Le dictateur est mort depuis quelques heures à peine, tué en pleine séance du Sénat, et déjà ses meurtriers ont un mot pour eux-mêmes : ils se proclament libératores, « libérateurs ». Sitôt César abattu au pied de la statue de Pompée, une vingtaine d’hommes, les mains rouges et le fer encore au poing, ont quitté la salle du conseil et se sont élancés à travers le Forum.
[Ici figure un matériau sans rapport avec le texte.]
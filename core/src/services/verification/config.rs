//! Configuration for the verification service

use ac_shared::config::verification::MAX_WINDOW_MINUTES;
use ac_shared::VerificationConfig;
use chrono::Duration;

use crate::domain::entities::verification_code::DEFAULT_WINDOW_MINUTES;

/// Validity windows for the two code-consuming flows
#[derive(Debug, Clone)]
pub struct VerificationServiceConfig {
    /// Minutes a registration confirmation code stays consumable
    pub registration_window_minutes: i64,
    /// Minutes a login code stays consumable
    pub login_window_minutes: i64,
}

impl VerificationServiceConfig {
    pub fn registration_window(&self) -> Duration {
        window(self.registration_window_minutes)
    }

    pub fn login_window(&self) -> Duration {
        window(self.login_window_minutes)
    }
}

// Clamped so an unchecked value can never overflow `Duration::minutes`
fn window(minutes: i64) -> Duration {
    Duration::minutes(minutes.clamp(0, MAX_WINDOW_MINUTES))
}

impl Default for VerificationServiceConfig {
    fn default() -> Self {
        Self {
            registration_window_minutes: DEFAULT_WINDOW_MINUTES,
            login_window_minutes: DEFAULT_WINDOW_MINUTES,
        }
    }
}

impl From<&VerificationConfig> for VerificationServiceConfig {
    fn from(config: &VerificationConfig) -> Self {
        Self {
            registration_window_minutes: config.registration_window_minutes,
            login_window_minutes: config.login_window_minutes,
        }
    }
}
Menés par le préteur Marcus Junius Brutus et par Caius Cassius Longinus, ils ont gravi la pente du Capitole et se sont enfermés dans le sanctuaire qui domine la ville. De là, ils crient à qui veut l’entendre que la liberté est rendue à Rome. Une troupe de gladiateurs et d’esclaves, qu’on dit tenus prêts à l’avance, les a suivis et garde désormais les abords du temple.
Un mot d’ordre — le leur — jeté au Forum
« Liberté rendue » : la formule est d’eux, martelée depuis le Capitole, et nous la rapportons comme telle. Les conjurés brandissent le nom de la République et appellent les citoyens à reprendre leurs droits. Certains, dit-on, ont crié le nom de Cicéron, comme pour placer leur geste sous l’autorité d’un ancien consul.
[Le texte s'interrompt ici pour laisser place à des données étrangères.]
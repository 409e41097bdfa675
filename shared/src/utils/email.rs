//! Email address utilities

use once_cell::sync::Lazy;
use regex::Regex;

static EMAIL_REGEX: Lazy<Regex> = Lazy::new(|| {
    Regex::new(r"^[A-Za-z0-9._%+\-]+@[A-Za-z0-9\-]+(\.[A-Za-z0-9\-]+)*\.[A-Za-z]{2,}$")
        .expect("valid email regex")
});

/// Check if an email address is syntactically valid
pub fn is_valid_email(email: &str) -> bool {
    EMAIL_REGEX.is_match(email.trim())
}

/// Normalize an email address for lookup and storage
///
/// Trims surrounding whitespace and lowercases the domain part; the local
/// part is kept as typed.
pub fn normalize_email(email: &str) -> String {
    let trimmed = email.trim();
    match trimmed.rsplit_once('@') {
        Some((local, domain)) => format!("{}@{}", local, domain.to_lowercase()),
        None => trimmed.to_string(),
    }
}

/// Mask an email address for logs (e.g., j***@example.com)
pub fn mask_email(email: &str) -> String {
    match email.trim().rsplit_once('@') {
        Some((local, domain)) if !local.is_empty() => {
            let first: String = local.chars().take(1).collect();
            format!("{}***@{}", first, domain)
        }
        _ => "***".to_string(),
    }
}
Brutus se réclame de son aïeul, ce Brutus qui, selon la tradition, chassa les rois de Rome voici près de cinq siècles. Gracié par César après la guerre civile, il paraît aujourd’hui à la tête de ceux qui l’ont frappé. À ses côtés se tiennent Cassius et Decimus Junius Brutus Albinus, autre familier du mort.
Dans la salle du conseil même, avant de monter, Brutus aurait voulu haranguer les sénateurs restés là et retenir l’assemblée par des paroles d’apaisement. Les Pères, saisis d’effroi, ont fui en désordre.
Une ville qui se terre
Le Forum, si plein ce matin, s’est vidé en un instant. À la nouvelle, les boutiques ont baissé leurs volets, les portes se sont closes, chacun s’est réfugié chez soi. Les rues qui montent vers le Capitole ne portent plus que des courses éparses et des cris de frayeur.
Nul ordre clair ne vient d’en haut. Le consul Marc Antoine, collègue de César au consulat de cette année, ne s’est pas montré ; on le dit hors de vue. Aucun magistrat ne paraît sur les rostres pour dire au peuple ce qu’il doit croire ou faire. La cité reste suspendue entre le sanctuaire occupé et les maisons barricadées.
Ce que veulent au juste les hommes du Capitole, au-delà du cri de liberté, et comment la ville leur répondra : rien n’est réglé ce soir. Nous nous en tenons à ce que le Forum a vu et entendu.